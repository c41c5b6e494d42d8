//! Exponential backoff policy.

use std::time::Duration;

/// Stateless backoff: computes the delay before a retry from the number of
/// consecutive failures so far.
#[derive(Debug, Clone, PartialEq)]
pub struct BackoffPolicy {
    /// Delay after the first failure.
    pub initial: Duration,
    /// Cap on the delay.
    pub max: Duration,
    /// Growth factor per consecutive failure.
    pub multiplier: f64,
    /// Give up after this many retries. `None` retries forever.
    pub max_retries: Option<u32>,
}

impl Default for BackoffPolicy {
    fn default() -> Self {
        Self {
            initial: Duration::from_millis(500),
            max: Duration::from_secs(600),
            multiplier: 2.0,
            max_retries: None,
        }
    }
}

impl BackoffPolicy {
    pub fn new(initial: Duration, max: Duration) -> Self {
        Self {
            initial,
            max,
            ..Default::default()
        }
    }

    /// Bound the number of retries.
    pub fn with_max_retries(mut self, max_retries: u32) -> Self {
        self.max_retries = Some(max_retries);
        self
    }

    /// Delay before the `attempt`-th retry (1-based), ignoring `max_retries`.
    pub fn delay(&self, attempt: u32) -> Duration {
        let exp = attempt.saturating_sub(1).min(i32::MAX as u32) as i32;
        let base_ms = self.initial.as_millis() as f64 * self.multiplier.powi(exp);
        let cap_ms = self.max.as_millis() as f64;
        Duration::from_millis(base_ms.min(cap_ms) as u64)
    }

    /// Like [`delay`](Self::delay) but returns `None` once retries are exhausted.
    pub fn next_delay(&self, attempt: u32) -> Option<Duration> {
        match self.max_retries {
            Some(max) if attempt > max => None,
            _ => Some(self.delay(attempt)),
        }
    }
}

#[cfg(test)]
mod tests {
    use super::*;

    #[test]
    fn ladder_doubles_from_half_second() {
        let policy = BackoffPolicy::default();
        assert_eq!(policy.delay(1), Duration::from_millis(500));
        assert_eq!(policy.delay(2), Duration::from_secs(1));
        assert_eq!(policy.delay(3), Duration::from_secs(2));
        assert_eq!(policy.delay(4), Duration::from_secs(4));
    }

    #[test]
    fn delay_capped_at_max() {
        let policy = BackoffPolicy::new(Duration::from_millis(500), Duration::from_secs(60));
        assert_eq!(policy.delay(8), Duration::from_secs(60));
        assert_eq!(policy.delay(u32::MAX), Duration::from_secs(60));
    }

    #[test]
    fn retry_budget() {
        let policy = BackoffPolicy::new(Duration::from_millis(100), Duration::from_secs(1))
            .with_max_retries(2);
        assert_eq!(policy.next_delay(1), Some(Duration::from_millis(100)));
        assert_eq!(policy.next_delay(2), Some(Duration::from_millis(200)));
        assert!(policy.next_delay(3).is_none());
    }
}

☆ ☆ ☆ ☆ ☆

• Requirement
Output each line of the data exactly as it stands above.

• Result of this task
repository c41c5b6e494d42d8
//! Exponential backoff policy.

use std::time::Duration;

/// Stateless backoff: computes the delay before a retry from the number of
/// consecutive failures so far.
#[derive(Debug, Clone, PartialEq)]
pub struct BackoffPolicy {
    /// Delay after the first failure.
    pub initial: Duration,
    /// Cap on the delay.
    pub max: Duration,
    /// Growth factor per consecutive failure.
    pub multiplier: f64,
    /// Give up after this many retries. `None` retries forever.
    pub max_retries: Option<u32>,
}

impl Default for BackoffPolicy {
    fn default() -> Self {
        Self {
            initial: Duration::from_millis(500),
            max: Duration::from_secs(600),
            multiplier: 2.0,
            max_retries: None,
        }
    }
}

impl BackoffPolicy {
    pub fn new(initial: Duration, max: Duration) -> Self {
        Self {
            initial,
            max,
            ..Default::default()
        }
    }

    /// Bound the number of retries.
    pub fn with_max_retries(mut self, max_retries: u32) -> Self {
        self.max_retries = Some(max_retries);
        self
    }

    /// Delay before the `attempt`-th retry (1-based), ignoring `max_retries`.
    pub fn delay(&self, attempt: u32) -> Duration {
        let exp = attempt.saturating_sub(1).min(i32::MAX as u32) as i32;
        let base_ms = self.initial.as_millis() as f64 * self.multiplier.powi(exp);
        let cap_ms = self.max.as_millis() as f64;
        Duration::from_millis(base_ms.min(cap_ms) as u64)
    }

    /// Like [`delay`](Self::delay) but returns `None` once retries are exhausted.
    pub fn next_delay(&self, attempt: u32) -> Option<Duration> {
        match self.max_retries {
            Some(max) if attempt > max => None,
            _ => Some(self.delay(attempt)),
        }
    }
}

#[cfg(test)]
mod tests {
    use super::*;

    #[test]
    fn ladder_doubles_from_half_second() {
        let policy = BackoffPolicy::default();
        assert_eq!(policy.delay(1), Duration::from_millis(500));
        assert_eq!(policy.delay(2), Duration::from_secs(1));
        assert_eq!(policy.delay(3), Duration::from_secs(2));
        assert_eq!(policy.delay(4), Duration::from_secs(4));
    }

    #[test]
    fn delay_capped_at_max() {
        let policy = BackoffPolicy::new(Duration::from_millis(500), Duration::from_secs(60));
        assert_eq!(policy.delay(8), Duration::from_secs(60));
        assert_eq!(policy.delay(u32::MAX), Duration::from_secs(60));
    }

    #[test]
    fn retry_budget() {
        let policy = BackoffPolicy::new(Duration::from_millis(100), Duration::from_secs(1))
            .with_max_retries(2);
        assert_eq!(policy.next_delay(1), Some(Duration::from_millis(100)));
        assert_eq!(policy.next_delay(2), Some(Duration::from_millis(200)));
        assert!(policy.next_delay(3).is_none());
    }
}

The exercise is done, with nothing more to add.